Data for review: Begin
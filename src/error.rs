// ABOUTME: Error types for the session store and the persistence gateway.
// ABOUTME: Validation and not-found errors are synchronous; persistence errors travel out-of-band.

use std::path::PathBuf;
use std::time::Duration;

use thiserror::Error;

use crate::session::types::SessionId;

/// Errors returned directly to callers of session store operations.
#[derive(Debug, Error)]
pub enum SessionError {
    /// Malformed input: unknown role, empty identifier, blank title.
    #[error("invalid {field}: {reason}")]
    Validation { field: &'static str, reason: String },

    /// The operation referenced a session that is not in the loaded collection.
    #[error("session not found: {session_id}")]
    NotFound { session_id: String },

    /// The persistence gateway rejected a call the caller awaited directly.
    #[error(transparent)]
    Persistence(#[from] PersistenceError),
}

impl SessionError {
    pub fn validation(field: &'static str, reason: impl Into<String>) -> Self {
        Self::Validation {
            field,
            reason: reason.into(),
        }
    }

    pub fn not_found(session_id: impl ToString) -> Self {
        Self::NotFound {
            session_id: session_id.to_string(),
        }
    }
}

/// Failures reported by a persistence gateway.
#[derive(Debug, Error)]
pub enum PersistenceError {
    #[error("I/O error at {}: {source}", path.display())]
    Io {
        path: PathBuf,
        #[source]
        source: std::io::Error,
    },

    #[error("serialization error: {0}")]
    Serialize(#[from] serde_json::Error),

    #[error("corrupt record at {}: {reason}", path.display())]
    Corrupt { path: PathBuf, reason: String },

    /// The backend has no record of the session a message was saved against.
    #[error("session unknown to storage backend: {session_id}")]
    SessionNotFound { session_id: SessionId },

    #[error("{operation} timed out after {after:?}")]
    TimedOut {
        operation: &'static str,
        after: Duration,
    },

    #[error("storage unavailable: {reason}")]
    Unavailable { reason: String },
}

impl PersistenceError {
    pub fn io(path: impl Into<PathBuf>, source: std::io::Error) -> Self {
        Self::Io {
            path: path.into(),
            source,
        }
    }
}

pub type SessionResult<T> = Result<T, SessionError>;
pub type PersistenceResult<T> = Result<T, PersistenceError>;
Data for review: End
> **The task**: Word for word, output all of the material above.

> **Exercise solution**:
filename src/error.rs
// ABOUTME: Error types for the session store and the persistence gateway.
// ABOUTME: Validation and not-found errors are synchronous; persistence errors travel out-of-band.

use std::path::PathBuf;
use std::time::Duration;

use thiserror::Error;

use crate::session::types::SessionId;

/// Errors returned directly to callers of session store operations.
#[derive(Debug, Error)]
pub enum SessionError {
    /// Malformed input: unknown role, empty identifier, blank title.
    #[error("invalid {field}: {reason}")]
    Validation { field: &'static str, reason: String },

    /// The operation referenced a session that is not in the loaded collection.
    #[error("session not found: {session_id}")]
    NotFound { session_id: String },

    /// The persistence gateway rejected a call the caller awaited directly.
    #[error(transparent)]
    Persistence(#[from] PersistenceError),
}

impl SessionError {
    pub fn validation(field: &'static str, reason: impl Into<String>) -> Self {
        Self::Validation {
            field,
            reason: reason.into(),
        }
    }

    pub fn not_found(session_id: impl ToString) -> Self {
        Self::NotFound {
            session_id: session_id.to_string(),
        }
    }
}

/// Failures reported by a persistence gateway.
#[derive(Debug, Error)]
pub enum PersistenceError {
    #[error("I/O error at {}: {source}", path.display())]
    Io {
        path: PathBuf,
        #[source]
        source: std::io::Error,
    },

    #[error("serialization error: {0}")]
    Serialize(#[from] serde_json::Error),

    #[error("corrupt record at {}: {reason}", path.display())]
    Corrupt { path: PathBuf, reason: String },

    /// The backend has no record of the session a message was saved against.
    #[error("session unknown to storage backend: {session_id}")]
    SessionNotFound { session_id: SessionId },

    #[error("{operation} timed out after {after:?}")]
    TimedOut {
        operation: &'static str,
        after: Duration,
    },

    #[error("storage unavailable: {reason}")]
    Unavailable { reason: String },
}

impl PersistenceError {
    pub fn io(path: impl Into<PathBuf>, source: std::io::Error) -> Self {
        Self::Io {
            path: path.into(),
            source,
        }
    }
}

pub type SessionResult<T> = Result<T, SessionError>;
pub type PersistenceResult<T> = Result<T, PersistenceError>;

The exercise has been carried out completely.